L’échec de cette entreprise se lit aujourd’hui dans la fragmentation de notre société. Au Nord, au Centre, et parfois même dans certaines régions du Sud, l’autorité de l’État n’est plus reconnue, et la loyauté se détourne des institutions publiques pour se diriger vers des formes alternatives d’organisation. Le Malien lambda, pris dans les vicissitudes de la survie quotidienne, ne se reconnaît plus dans un État qui l’ignore, et voit dans l’Indépendance une promesse trahie.

L’État à repenser : vers une nouvelle conception du pouvoir

Si l’on accepte que le Mali est aujourd’hui à la croisée des chemins, il semble indispensable de reconsidérer notre approche à l’État. Doit-on se contenter de réformer l’État malien, en renforçant son pouvoir central, ou faut-il envisager une refondation complète du contrat social ? Cette question n’est pas simplement technique ; elle est avant tout philosophique.

D’une part, il existe ceux qui croient fermement que la solution réside dans un renforcement de l’autorité centrale. Ils appellent à une “reconstruction” de l’État malien, à travers des réformes institutionnelles, une décentralisation maîtrisée, et une lutte acharnée contre la corruption et l’insécurité. Cette vision suppose que l’État, même affaibli, reste le seul garant de l’unité nationale.

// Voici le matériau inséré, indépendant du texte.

//! Vector Stores
//!
//! Storage and k-nearest-neighbor search over embedded [`Document`]s.
//!
//! # Search pipeline
//!
//! 1. Metadata filter (exact match on stringified values)
//! 2. Score with the selected [`SearchStrategy`]
//! 3. Drop scores below the threshold, when one is set
//! 4. Stable sort by descending score
//! 5. Take the top `k`
//!
//! # Example
//!
//! ```rust
//! use tiermem_core::Document;
//! use tiermem_sdk::vectorstore::{InMemoryVectorStore, SearchOptions, SearchStrategy, VectorStore};
//!
//! # async fn example() -> tiermem_sdk::MemoryResult<()> {
//! let store = InMemoryVectorStore::new();
//! store.add(&[Document::new("a", "apple")], &[vec![1.0, 0.0]]).await?;
//!
//! let hits = store
//!     .search(&[1.0, 0.0], 5, SearchOptions::new().with_strategy(SearchStrategy::DotProduct))
//!     .await?;
//! assert_eq!(hits[0].id, "a");
//! # Ok(())
//! # }
//! ```

mod hooks;
mod inmemory;
pub mod similarity;

use async_trait::async_trait;
use serde::{Deserialize, Serialize};
use std::collections::HashMap;
use std::fmt;
use tiermem_core::Document;

use crate::MemoryResult;

pub use hooks::{
    apply_vector_store_middleware, compose_vector_store_hooks, with_vector_store_hooks,
    HookedVectorStore, VectorStoreHooks, VectorStoreMiddleware,
};
pub use inmemory::InMemoryVectorStore;

// ─────────────────────────────────────────────────────────────────────────────
// Search Options
// ─────────────────────────────────────────────────────────────────────────────

/// Distance metric used to score candidates.
#[derive(Debug, Clone, Copy, Default, PartialEq, Eq, Hash, Serialize, Deserialize)]
#[serde(rename_all = "snake_case")]
pub enum SearchStrategy {
    /// dot(a, b) / (|a| |b|)
    #[default]
    Cosine,
    /// Raw dot product
    DotProduct,
    /// Negated L2 distance, so closer scores higher
    Euclidean,
}

impl fmt::Display for SearchStrategy {
    fn fmt(&self, f: &mut fmt::Formatter<'_>) -> fmt::Result {
        match self {
            SearchStrategy::Cosine => write!(f, "cosine"),
            SearchStrategy::DotProduct => write!(f, "dot_product"),
            SearchStrategy::Euclidean => write!(f, "euclidean"),
        }
    }
}

/// Optional search parameters.
#[derive(Debug, Clone, Default, PartialEq, Serialize, Deserialize)]
pub struct SearchOptions {
    /// Exact-match metadata filter. Empty matches every document.
    #[serde(default, skip_serializing_if = "HashMap::is_empty")]
    pub filter: HashMap<String, serde_json::Value>,

    /// Minimum score. Only applied when greater than zero.
    #[serde(default)]
    pub threshold: f64,

    #[serde(default)]
    pub strategy: SearchStrategy,
}

impl SearchOptions {
    pub fn new() -> Self {
        Self::default()
    }

    /// Replace the metadata filter
    pub fn with_filter(mut self, filter: HashMap<String, serde_json::Value>) -> Self {
        self.filter = filter;
        self
    }

    /// Add one filter entry
    pub fn with_filter_entry(mut self, key: impl Into<String>, value: serde_json::Value) -> Self {
        self.filter.insert(key.into(), value);
        self
    }

    pub fn with_threshold(mut self, threshold: f64) -> Self {
        self.threshold = threshold;
        self
    }

    pub fn with_strategy(mut self, strategy: SearchStrategy) -> Self {
        self.strategy = strategy;
        self
    }
}

// ─────────────────────────────────────────────────────────────────────────────
// VectorStore Trait
// ─────────────────────────────────────────────────────────────────────────────

/// Embedding-indexed document storage.
#[async_trait]
pub trait VectorStore: Send + Sync {
    /// Insert documents with their embeddings, overwriting documents whose id
    /// already exists. `docs` and `embeddings` must have equal lengths.
    async fn add(&self, docs: &[Document], embeddings: &[Vec<f32>]) -> MemoryResult<()>;

    /// Top `k` documents for `query`, each carrying its score.
    async fn search(
        &self,
        query: &[f32],
        k: usize,
        options: SearchOptions,
    ) -> MemoryResult<Vec<Document>>;

    /// Remove documents by id. Unknown ids are ignored.
    async fn delete(&self, ids: &[String]) -> MemoryResult<()>;
}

D’autre part, certains proposent une vision plus radicale : celle d’une refonte complète du contrat social. Cette approche plus pragmatique et peut-être plus réaliste reconnaît que l’État malien, tel qu’il existe actuellement, n’est tout simplement pas en mesure de répondre aux aspirations de l’ensemble de ses citoyens. Il faut donc repenser la place de l’État, redéfinir ses fonctions et ses responsabilités, et accepter l’idée que certaines communautés pourraient avoir besoin d’une plus grande autonomie pour fonctionner de manière efficace et harmonieuse.

Ce débat, bien que nécessaire, soulève des questions profondes sur notre rapport à la modernité, à la démocratie, et même à la notion de progrès. Car peut-on encore croire que le modèle étatique tel qu’il a été conçu pour les nations occidentales peut s’appliquer de manière uniforme à des sociétés aussi diverses que celles de l’Afrique de l’Ouest ? Peut-être est-il temps de reconnaître que la modernité, pour nous, ne peut être une simple copie du modèle européen, mais doit être réinventée, repensée, adaptée à nos réalités spécifiques.

Vers un avenir incertain, mais possible : entre résilience et renouveau

Alors que nous célébrons 64 ans d’Indépendance, le Mali se trouve à la croisée des chemins. Jamais, depuis 1960, notre avenir n’a semblé aussi incertain. Les défis auxquels nous faisons face sont immenses : sécurité, développement, gouvernance, identité. Mais dans cette incertitude, il existe une opportunité historique : celle de (ré)écrire notre contrat social.

Il ne s’agit plus de restaurer l’État tel qu’il a été imaginé en 1960, mais bien de construire un nouvel ordre politique, fondé sur des valeurs plus inclusives, sur une gouvernance plus décentralisée, et sur une reconnaissance de la diversité de nos identités. La tâche est colossale, mais pas insurmontable. Le Mali a traversé des épreuves bien plus dures par le passé, et notre peuple a prouvé à maintes reprises qu’il était capable de résilience et de créativité. Ce moment charnière de notre histoire doit être l’occasion de refonder notre nation sur des bases nouvelles, non pas sur les ruines d’un État en déclin, mais sur l’espoir d’un avenir commun. En somme, 64 ans après l’Indépendance, nous devons embrasser ce paradoxe : le chemin vers l’avenir passe par une réinvention totale de notre passé et de notre présent. Un Mali nouveau est possible, mais il nous appartient de le rêver, de le construire, et surtout de le vivre.